Read the blog posts:
- Announcing Cloudflare Fraud Detection
- Automatically discovering API endpoints and generating schemas using machine learning
For more, don't miss the Cloudflare Security Week Hub
English
Security Week
Transcript (Beta)
Hello, folks. Welcome to the session on Security Innovations to Fight Fraud and Better Manage APIs.
With me, we have two of our product managers: Adam Martinetti and John Cosgrove.
I'm Sai Cahvali,part of our product marketing team. But a quick introduction from both Adam and John, if you would introduce yourselves.
Hi Sai, thanks so much for having having me.
My name is Adam Martinetti. I'm the product manager for our Bot and Fraud Detection offerings here at Cloudflare.
I've been at Cloudflare for over five years now and thrilled for my first time on Cloudflare TV.
Hey, Sai.
Hey, everybody. My name is John Cosgrove. I'm the product manager for Cloudflare's API Gateway, where you can secure and manage APIs.
Great.
So I'm very happy to have both of them on to discuss our innovations around fraud and API security.
Now, both of these are very hot topics for modern online organizations, whether your organization is selling products to consumers, software to enterprises or, you know, is an NGO providing support to the needy around the world.

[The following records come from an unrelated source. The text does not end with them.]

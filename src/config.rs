//! Client configuration.

use crate::sync::{EngineConfig, RefreshPolicy};
use crate::transaction::{ActionConfig, DEFAULT_CAMPAIGN_FEE};
use crate::utils::to_base_units;
use crate::wallet::Identity;

use anyhow::{Context, Result, anyhow};
use ethers::types::Address;
use std::env;

pub const DEFAULT_RPC_URL: &str = "ws://127.0.0.1:8545";

/// Client configuration.
#[derive(Clone, Debug)]
pub struct ClientConfig {
	/// JSON-RPC WebSocket endpoint of the wallet environment.
	pub rpc_url: String,
	/// Deployed crowdfunding contract.
	pub contract_address: Address,
	/// Campaign creation fee in display units.
	pub campaign_fee: String,
	pub refresh_policy: RefreshPolicy,
}

impl ClientConfig {
	/// Load configuration from `.env` and environment variables.
	pub fn from_env() -> Result<Self> {
		dotenvy::dotenv().ok();
		Self::from_lookup(|name| env::var(name).ok())
	}

	fn from_lookup(lookup: impl Fn(&str) -> Option<String>) -> Result<Self> {
		let rpc_url = lookup("CROWDFUND_RPC_URL").unwrap_or_else(|| DEFAULT_RPC_URL.to_string());

		let contract_address = lookup("CROWDFUND_CONTRACT_ADDRESS")
			.context("CROWDFUND_CONTRACT_ADDRESS must be set")?
			.parse::<Identity>()
			.context("CROWDFUND_CONTRACT_ADDRESS is not a valid address")?
			.address();

		let campaign_fee =
			lookup("CROWDFUND_CAMPAIGN_FEE").unwrap_or_else(|| DEFAULT_CAMPAIGN_FEE.to_string());
		to_base_units(&campaign_fee).context("CROWDFUND_CAMPAIGN_FEE is not a valid amount")?;

		let refresh_policy = match lookup("CROWDFUND_REFRESH_POLICY") {
			Some(policy) => policy.parse().map_err(|e: String| anyhow!(e))?,
			None => RefreshPolicy::default(),
		};

		Ok(Self {
			rpc_url,
			contract_address,
			campaign_fee,
			refresh_policy,
		})
	}

	pub fn engine_config(&self) -> EngineConfig {
		EngineConfig {
			refresh_policy: self.refresh_policy,
		}
	}

	pub fn action_config(&self) -> ActionConfig {
		ActionConfig {
			campaign_fee: self.campaign_fee.clone(),
		}
	}
}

Attackers are finding new ways to harm your online presence through malicious bots and breach defenses through your own APIs.
By the way, this half an hour of our discussion, we will be continuing the theme of machine learning to improve your security programs.
That's been a theme, it seems like, today of Security week.
Now AI and ML have been...
is kind of part of the hype cycle, is going through a hype cycle among the general public.
But today's conversation will focus on how ML, machine learning is being used across Cloudflare.
Machine learning are tools using algorithms and statistical models to analyze and draw inferences from patterns in data.
That's important to state because there's a lot of, you know, information around it these days.
So, usage of machine learning at Cloudflare has a long history.
It's been used across products to reduce time to detection and response, increase team efficiency, security team and IT team's efficiency.
In today's world, that means greater return on investment from your own Cloudflare solutions and products.
Let's talk about two more new ways that Cloudflare is using machine learning models to improve your application security in your programs.
We'll start with Adam, who will talk about fraud.
And let's, kind of before we get into the the product itself, Adam, can you tell us what are the kind of big hairy problems that we're actually tackling here?
Yeah, thanks so much Sai for the intro.
So the big hairy problems that we're tackling here with online fraud isn't just looking for automated actors and bots that are looking to exploit your site in new ways.
The more and more we look into the problem of online fraud, we're seeing that this isn't just bots, but large groups of people sometimes sitting, sitting in rooms of hundreds of people, all targeting the same website, using things like large amounts of legitimate real devices in order to trick existing systems, using large pools of resources like residential IP addresses that are valid in order to ensure that they appear as close to as possible as like a legitimate user as they can.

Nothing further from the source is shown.